Dynamic Inhibition of Calcite Dissolution in Flowing Acidic Pb 2+ Solutions.

Reactions of mineral surfaces with dissolved metal ions at far-from-equilibrium conditions can deviate significantly from those in near-equilibrium systems due to steep concentration gradients, ion-surface interactions, and reactant transport effects that can lead to emergent behavior. We explored the effect of dissolved Pb 2+ on the dissolution rate and topographic evolution of calcite (104) surfaces under far-from-equilibrium acidic conditions (pH 3.7) in a confined single-pass laminar-flow geometry.
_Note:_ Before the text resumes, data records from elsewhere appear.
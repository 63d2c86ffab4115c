//! Watchers
//!
//! A watcher re-evaluates something whenever what it read last time
//! changes, and reports new results to a callback.
//!
//! # How Watchers Work
//!
//! 1. `bind()` evaluates once inside the watcher stack. Every proxy read
//!    subscribes the watcher to the matching observer. The callback is not
//!    invoked for this first value.
//!
//! 2. When a dependency notifies:
//!    - in [`FlushMode::Sync`] the watcher re-evaluates immediately and
//!      invokes the callback if the value changed;
//!    - in [`FlushMode::Async`] it marks itself dirty and queues one task.
//!      Further notifications before the task runs are absorbed, so a burst
//!      of mutations causes one re-evaluation and at most one callback.
//!
//! 3. Each evaluation replaces the dependency set with what that run read.
//!
//! 4. `unbind()` drops every subscription. A queued task that finds the
//!    watcher no longer dirty does nothing, so no callback fires after
//!    `unbind()`.

mod computed;
mod expression;

use std::cell::{Cell, RefCell};
use std::rc::Rc;

use tracing::{debug, error};

pub use computed::ComputedWatcher;
pub use expression::ExpressionWatcher;

use crate::config::FlushMode;
use crate::observer::ObserverLocator;
use crate::reactive::{untracked, DependencyRecord, Runtime, SubscriberId, Watcher, WatcherContext};
use crate::value::Value;

/// Lifecycle of a watcher.
#[derive(Debug, Clone, Copy, PartialEq, Eq)]
pub enum WatcherState {
    Unbound,
    BoundIdle,
    BoundEvaluating,
    BoundDirty,
}

impl WatcherState {
    pub fn is_bound(self) -> bool {
        self != WatcherState::Unbound
    }
}

/// State shared by every watcher kind.
struct WatcherCore {
    id: SubscriberId,
    locator: ObserverLocator,
    mode: FlushMode,
    state: Cell<WatcherState>,
    value: RefCell<Value>,
    deps: DependencyRecord,
}

impl WatcherCore {
    fn new(locator: &ObserverLocator, mode: FlushMode) -> Self {
        Self {
            id: SubscriberId::new(),
            locator: locator.clone(),
            mode,
            state: Cell::new(WatcherState::Unbound),
            value: RefCell::new(Value::Undefined),
            deps: DependencyRecord::new(),
        }
    }
}

/// Puts the watcher back to idle after an evaluation, even one that
/// panicked, unless it was unbound meanwhile.
struct EvaluationGuard<'a> {
    state: &'a Cell<WatcherState>,
}

impl Drop for EvaluationGuard<'_> {
    fn drop(&mut self) {
        if self.state.get() == WatcherState::BoundEvaluating {
            self.state.set(WatcherState::BoundIdle);
        }
    }
}

/// What differs between watcher kinds.
trait Evaluator: Watcher + Sized + 'static {
    fn core(&self) -> &WatcherCore;

    /// Produce the watched value. Runs with the watcher current.
    fn evaluate(&self) -> Value;

    fn invoke_callback(&self, new_value: &Value, old_value: &Value);
}

/// Evaluate with `watcher` current and keep only the dependencies read.
fn compute<E: Evaluator>(watcher: &Rc<E>) -> Value {
    let core = watcher.core();
    core.deps.begin();
    core.state.set(WatcherState::BoundEvaluating);
    let value = {
        let _idle = EvaluationGuard { state: &core.state };
        let _context = match WatcherContext::enter(Rc::clone(watcher) as Rc<dyn Watcher>) {
            Ok(context) => Some(context),
            Err(err) => {
                error!(%err, "watcher evaluated untracked");
                None
            }
        };
        watcher.evaluate()
    };
    if core.state.get().is_bound() {
        core.deps.prune(core.id);
    } else {
        // Unbound from inside the evaluation: drop what this run subscribed.
        core.deps.clear(core.id);
    }
    value
}

/// Re-evaluate and report a changed value.
fn run<E: Evaluator>(watcher: &Rc<E>) {
    let core = watcher.core();
    if !core.state.get().is_bound() {
        return;
    }
    let new_value = compute(watcher);
    if !core.state.get().is_bound() {
        return;
    }
    let old_value = core.value.replace(new_value.clone());
    if !new_value.same_value(&old_value) {
        // A sync callback can fire while another computation is current.
        untracked(|| watcher.invoke_callback(&new_value, &old_value));
    }
}

fn on_dependency_change<E: Evaluator>(watcher: &Rc<E>) {
    let core = watcher.core();
    if core.state.get() != WatcherState::BoundIdle {
        return;
    }
    match core.mode {
        FlushMode::Sync => run(watcher),
        FlushMode::Async => {
            core.state.set(WatcherState::BoundDirty);
            let pending = Rc::downgrade(watcher);
            Runtime::queue_task(move || {
                if let Some(watcher) = pending.upgrade() {
                    if watcher.core().state.get() == WatcherState::BoundDirty {
                        watcher.core().state.set(WatcherState::BoundIdle);
                        run(&watcher);
                    }
                }
            });
        }
    }
}

fn bind<E: Evaluator>(watcher: &Rc<E>) {
    let core = watcher.core();
    if core.state.get().is_bound() {
        return;
    }
    core.state.set(WatcherState::BoundIdle);
    let value = compute(watcher);
    *core.value.borrow_mut() = value;
    debug!(
        watcher = ?core.id,
        dependencies = core.deps.len(),
        "watcher bound"
    );
}

fn unbind<E: Evaluator>(watcher: &E) {
    let core = watcher.core();
    if !core.state.get().is_bound() {
        return;
    }
    core.state.set(WatcherState::Unbound);
    core.deps.clear(core.id);
    debug!(watcher = ?core.id, "watcher unbound");
}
Operando measurements by digital holographic microscopy were conducted over a range of Pb 2+ concentrations ([Pb 2+ ] = 0 to 5 × 10 -2 M) and flow velocities ( v = 1.67-53.3 mm s -1 ). Calcite (104) surface dissolution rates decreased with increasing [Pb 2+ ]. The inhibition of dissolution and the emergence of unique topographic features, including micropyramids, variable etch pit shapes, and larger scale topographic patterns, became increasingly apparent at [Pb 2+ ] ≥ 5 × 10 -3 M. A better understanding of such dynamic reactivity could be crucial for constructing accurate models of geochemical transport in aqueous carbonate systems.